• **Exercise directions**
Lines to return, exactly: from the line with "keys are skipped." to the line with "if let Some(answer)" in the entries below, both included.

• **Stored dataset items**

==========

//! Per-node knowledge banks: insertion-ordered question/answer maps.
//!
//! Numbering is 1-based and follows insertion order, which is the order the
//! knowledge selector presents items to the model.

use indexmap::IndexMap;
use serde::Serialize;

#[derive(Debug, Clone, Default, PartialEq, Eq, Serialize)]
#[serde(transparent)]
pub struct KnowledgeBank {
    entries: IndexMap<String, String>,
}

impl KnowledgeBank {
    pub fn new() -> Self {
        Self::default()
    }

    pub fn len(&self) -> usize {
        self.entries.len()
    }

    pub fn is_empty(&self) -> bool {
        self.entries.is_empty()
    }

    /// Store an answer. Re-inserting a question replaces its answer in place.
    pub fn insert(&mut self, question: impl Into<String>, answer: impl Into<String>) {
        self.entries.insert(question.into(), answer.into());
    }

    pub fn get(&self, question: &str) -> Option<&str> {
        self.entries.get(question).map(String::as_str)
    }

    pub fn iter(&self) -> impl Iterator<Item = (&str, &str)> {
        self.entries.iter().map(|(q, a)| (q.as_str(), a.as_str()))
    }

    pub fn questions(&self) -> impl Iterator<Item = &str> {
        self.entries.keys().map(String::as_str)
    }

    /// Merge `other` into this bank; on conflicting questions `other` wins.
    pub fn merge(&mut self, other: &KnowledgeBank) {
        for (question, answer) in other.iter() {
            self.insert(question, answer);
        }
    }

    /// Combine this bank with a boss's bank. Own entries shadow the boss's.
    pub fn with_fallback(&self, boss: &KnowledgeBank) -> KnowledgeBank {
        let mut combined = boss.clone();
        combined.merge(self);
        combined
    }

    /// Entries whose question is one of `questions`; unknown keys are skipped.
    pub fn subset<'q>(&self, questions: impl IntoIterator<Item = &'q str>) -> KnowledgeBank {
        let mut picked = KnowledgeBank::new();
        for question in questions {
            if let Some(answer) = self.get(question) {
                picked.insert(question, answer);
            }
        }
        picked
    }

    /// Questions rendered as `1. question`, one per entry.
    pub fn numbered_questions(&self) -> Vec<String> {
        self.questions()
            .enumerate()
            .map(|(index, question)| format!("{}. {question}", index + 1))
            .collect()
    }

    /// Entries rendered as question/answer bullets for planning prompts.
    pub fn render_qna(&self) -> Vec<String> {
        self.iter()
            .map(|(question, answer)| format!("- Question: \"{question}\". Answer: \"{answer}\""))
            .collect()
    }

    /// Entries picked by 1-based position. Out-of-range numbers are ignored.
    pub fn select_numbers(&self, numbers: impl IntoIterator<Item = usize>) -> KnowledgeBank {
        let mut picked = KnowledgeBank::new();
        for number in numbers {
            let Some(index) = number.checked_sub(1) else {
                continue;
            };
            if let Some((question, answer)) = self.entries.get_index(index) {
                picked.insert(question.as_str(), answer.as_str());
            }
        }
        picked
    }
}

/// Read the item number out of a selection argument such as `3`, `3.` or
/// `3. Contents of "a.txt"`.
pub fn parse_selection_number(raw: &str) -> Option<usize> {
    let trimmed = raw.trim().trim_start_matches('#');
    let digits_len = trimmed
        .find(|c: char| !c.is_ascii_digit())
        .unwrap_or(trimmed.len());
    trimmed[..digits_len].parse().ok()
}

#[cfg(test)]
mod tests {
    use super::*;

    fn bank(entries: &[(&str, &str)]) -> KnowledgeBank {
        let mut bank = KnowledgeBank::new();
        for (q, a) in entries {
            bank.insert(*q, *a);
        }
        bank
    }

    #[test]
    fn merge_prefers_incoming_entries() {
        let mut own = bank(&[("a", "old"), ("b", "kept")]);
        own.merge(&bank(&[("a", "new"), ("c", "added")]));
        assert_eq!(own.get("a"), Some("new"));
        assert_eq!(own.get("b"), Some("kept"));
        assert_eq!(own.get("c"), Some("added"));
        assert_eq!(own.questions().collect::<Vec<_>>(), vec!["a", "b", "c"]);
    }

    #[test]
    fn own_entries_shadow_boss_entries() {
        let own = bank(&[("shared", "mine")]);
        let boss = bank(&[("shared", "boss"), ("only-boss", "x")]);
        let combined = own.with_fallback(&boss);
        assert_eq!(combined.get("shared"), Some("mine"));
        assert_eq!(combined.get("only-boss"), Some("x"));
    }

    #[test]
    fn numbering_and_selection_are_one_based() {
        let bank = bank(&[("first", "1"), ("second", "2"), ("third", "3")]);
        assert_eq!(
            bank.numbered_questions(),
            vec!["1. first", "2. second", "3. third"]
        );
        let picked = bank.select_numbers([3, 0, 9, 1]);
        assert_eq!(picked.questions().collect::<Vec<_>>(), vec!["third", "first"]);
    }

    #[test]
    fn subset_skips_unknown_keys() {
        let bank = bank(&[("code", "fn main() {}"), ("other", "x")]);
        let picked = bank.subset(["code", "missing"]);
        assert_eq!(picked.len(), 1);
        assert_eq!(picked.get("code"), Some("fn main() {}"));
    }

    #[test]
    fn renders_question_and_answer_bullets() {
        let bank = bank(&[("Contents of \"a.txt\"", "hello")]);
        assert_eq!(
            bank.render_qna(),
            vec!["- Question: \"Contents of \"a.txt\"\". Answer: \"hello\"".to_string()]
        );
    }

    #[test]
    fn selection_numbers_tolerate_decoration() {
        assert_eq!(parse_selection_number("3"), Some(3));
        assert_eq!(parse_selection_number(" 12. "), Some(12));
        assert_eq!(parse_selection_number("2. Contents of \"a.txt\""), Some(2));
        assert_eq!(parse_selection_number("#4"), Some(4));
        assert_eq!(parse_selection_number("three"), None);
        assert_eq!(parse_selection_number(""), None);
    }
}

==========

• **Response**
    /// Entries whose question is one of `questions`; unknown keys are skipped.
    pub fn subset<'q>(&self, questions: impl IntoIterator<Item = &'q str>) -> KnowledgeBank {
        let mut picked = KnowledgeBank::new();
        for question in questions {
            if let Some(answer) = self.get(question) {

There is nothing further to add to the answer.